Efter fire drab flygtede familien fra gangsterne

gang_grafitti
Graffiti der afmærker en bandes territorium i El Salvador
Foto: US Federal Bureau of Investigations, FBI
Laurits Holdt

TAPACHULA, 27 March, 2017 (UNHCR): The Perez’s made a modest, comfortable living as produce and bread vendors in a tough suburb of El Salvador’s capital. All of their children studied into secondary school – and some even into university – as the matriarch, 71-year-old Maria Luz Perez watched her family legacy stretch on.

“All of my family – my parents, my grandparents, my great grandparents – were born and died in El Salvador,” she says, and then shakes her head. “But that all ended over a US$5,000 extortion.”

It all began in mid-2015, when one of Maria Luz’s sons-in-law received a demand for a cash payment, the so-called “war tax” imposed by El Salvador’s brutal street gangs. He could not pay, so they murdered him.

The next threat fell on her daughter, 42-year-old Sandra Felicitas Perez. The price to keep her family and business safe: US$5,000, an impossible sum. Sandra, her husband and her three teenage children were terrified.

“We were living like animals, locked in the house, only ever opening the door to run out and get food,” she says.

Datteren vover sig ud

After a few weeks living in siege-like conditions, her 19-year-old daughter, Maria Luz – namesake of her grandmother – braved it out to the family’s shop. She was in her first year of college but still insisted on helping the family business. The gang was waiting, and as soon as she stepped out, they coldly shot the pretty, young girl inside the store.

“When I heard, it destroyed my life,” says Sandra, pulling up a picture on her mobile phone of Maria Luz with her two brothers, all wearing goofy smiles. “Two days later, we buried her and then fled. I knew if we didn’t leave they would kill us all.”

In July 2015, with just a few pieces of clothing and as much cash as they could get together, they headed north for Mexico with Sandra’s younger sister, Carla, and her two teenage daughters.

By this time, the extortions and threats had rippled out through the Perez family. Sandra’s nephew and his family of four had fled weeks earlier and were already applying for asylum in Mexico. And still the killings mounted.

Dræbt for sine sko

At just 14, Maria Luz’s favourite grandson, Rodolfo Antonio, was gunned down by a gang member who wanted his Puma sneakers. Three months later, the eighth grader’s mother, Sara del Carmen, was shot by the same gang.

Now, the 17 surviving members of the Perez family all live on the same block in a small town in southern Mexico. Thanks in part to financial support from UNHCR, the UN Refugee Agency, each branch of the family is able to afford its own little house.
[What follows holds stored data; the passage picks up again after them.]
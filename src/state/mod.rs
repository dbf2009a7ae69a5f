//! Chain state reader subsystem.
//!
//! # Data Flow
//! ```text
//! engine.create_send / rebuild
//!     → ChainStateReader::snapshot(address)   (fresh, never cached)
//!     → ChainState (types.rs)
//!     → builder
//!
//! engine.sign
//!     → ChainStateReader::is_current(address, unsigned)
//!     → StaleTransaction when the chain moved on
//! ```
//!
//! # Design Decisions
//! - One reader per chain, injected into the engine
//! - UTXO listings tolerate partial failure: unresolved outputs are dropped

pub mod esplora;
pub mod evm;
pub mod solana;
pub mod types;

use alloy::primitives::U256;
use async_trait::async_trait;

use crate::builder::UnsignedTransaction;
use crate::chain::Chain;
use crate::error::SendResult;

pub use esplora::EsploraStateReader;
pub use evm::EvmStateReader;
pub use solana::SolanaStateReader;
pub use types::{ChainState, UnspentOutput};

/// Reads the chain facts a send depends on.
#[async_trait]
pub trait ChainStateReader: Send + Sync {
    fn chain(&self) -> Chain;

    /// Everything the builder needs for `address`.
    async fn snapshot(&self, address: &str) -> SendResult<ChainState>;

    /// Balance in base units, used for validation and display.
    async fn balance(&self, address: &str) -> SendResult<U256>;

    /// Whether `unsigned` was built against state that is still current.
    async fn is_current(&self, address: &str, unsigned: &UnsignedTransaction) -> SendResult<bool>;
}
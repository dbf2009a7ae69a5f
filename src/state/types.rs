//! Chain state snapshots handed to the builder.

use alloy::primitives::U256;
use serde::{Deserialize, Serialize};

/// A spendable output on the UTXO chain.
///
/// Fetched once, never mutated; spending it is observed as its absence from
/// the next listing.
#[derive(Debug, Clone, PartialEq, Eq, Serialize, Deserialize)]
pub struct UnspentOutput {
    pub txid: String,
    pub output_index: u32,
    pub value: u64,
    /// Locking script of the output, hex.
    pub locking_script: String,
}

/// Facts read from a chain immediately before building.
#[derive(Debug, Clone, PartialEq, Eq)]
pub enum ChainState {
    Utxo {
        /// Candidates in provider order.
        utxos: Vec<UnspentOutput>,
    },
    Account {
        chain_id: u64,
        nonce: u64,
        balance: U256,
    },
    Instruction {
        /// Base58 recent blockhash.
        blockhash: String,
        balance: u64,
    },
}

impl ChainState {
    /// Spendable total in base units.
    pub fn spendable(&self) -> U256 {
        match self {
            ChainState::Utxo { utxos } => utxos
                .iter()
                .fold(U256::ZERO, |acc, u| acc + U256::from(u.value)),
            ChainState::Account { balance, .. } => *balance,
            ChainState::Instruction { balance, .. } => U256::from(*balance),
        }
    }
}
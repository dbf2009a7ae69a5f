//! Broadcaster subsystem.
//!
//! # Data Flow
//! ```text
//! SignedTransaction (hash computed before submission)
//!     → Broadcaster::submit (broadcaster.rs)
//!         → BroadcastTransport::send_raw (transport.rs, one per chain)
//!         → classify (classify.rs)
//!             ├── Accepted / AlreadyKnown → BroadcastOutcome { local hash }
//!             ├── RateLimited / Transient → linear backoff, next attempt
//!             └── NonceTooLow / Malformed → error, no further attempt
//! ```
//!
//! # Design Decisions
//! - Explicit bounded loop; the attempt counter is the only retry state
//! - The outcome hash is always the local one, so `AlreadyKnown` loses nothing

pub mod broadcaster;
pub mod classify;
pub mod transport;

pub use broadcaster::{BroadcastOutcome, Broadcaster, Disposition};
pub use classify::{classify, Classification, TransportResponse};
pub use transport::{BroadcastTransport, EsploraTransport, EvmTransport, SolanaTransport};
The Perez’s are among a growing number of people from Central America seeking refuge in Mexico from the street gangs or maras, transnational criminal organizations whose rackets range from drug dealing, extortion and robbery to rape and murder.

Forventer fordobling i antallet af flygtninge

UNHCR expects asylum applications in Mexico to more than double in 2017 to over 20,000. And many, like the Perez family, are increasingly leaving in large family groups.

“We’re seeing more and more large families requesting asylum in Mexico,” says Mark Manly, UNHCR’s representative in Mexico. “We’re working to make sure these family units can stay together and support each other through the traumatizing dislocations from their homes.”

The transition to Mexico has been painful for Maria Luz. She suffers from an array of health problems: she can barely see, her knees are swollen to the size of small melons, and she has high blood pressure and heart problems.

But she is surviving – what remains of the Perez family is – because they are together.

“I take care of my mother because all of her conditions make life very difficult,” says Ana Ruth, another of Maria Luz’s daughters. “I also care for the kids and grandkids when others in the family go out to work.”

They help each other out and make what money they can to survive. Maria Luz’s daughter Carla works 12-hour shifts at a tortilla shop, where she earns just US$5 per day. Sandra runs a small shop out of her house and daily profits fluctuate around the same level. Ana Ruth’s husband, Pablo, makes US$10 per day working for a local mechanic. He was able to get his two sons-in-law and his nephew jobs at the repair shop too.

“You feel safer being with your family,” says Sandra. She reaches out to grab her son Jose, her only living child. He is working at the repair shop and hopes to one day to attend university in Mexico.

“I want others to know us as people who tried hard, who gave it our all,” he says. He bursts into tears. “That’s how we can honour our family who died.”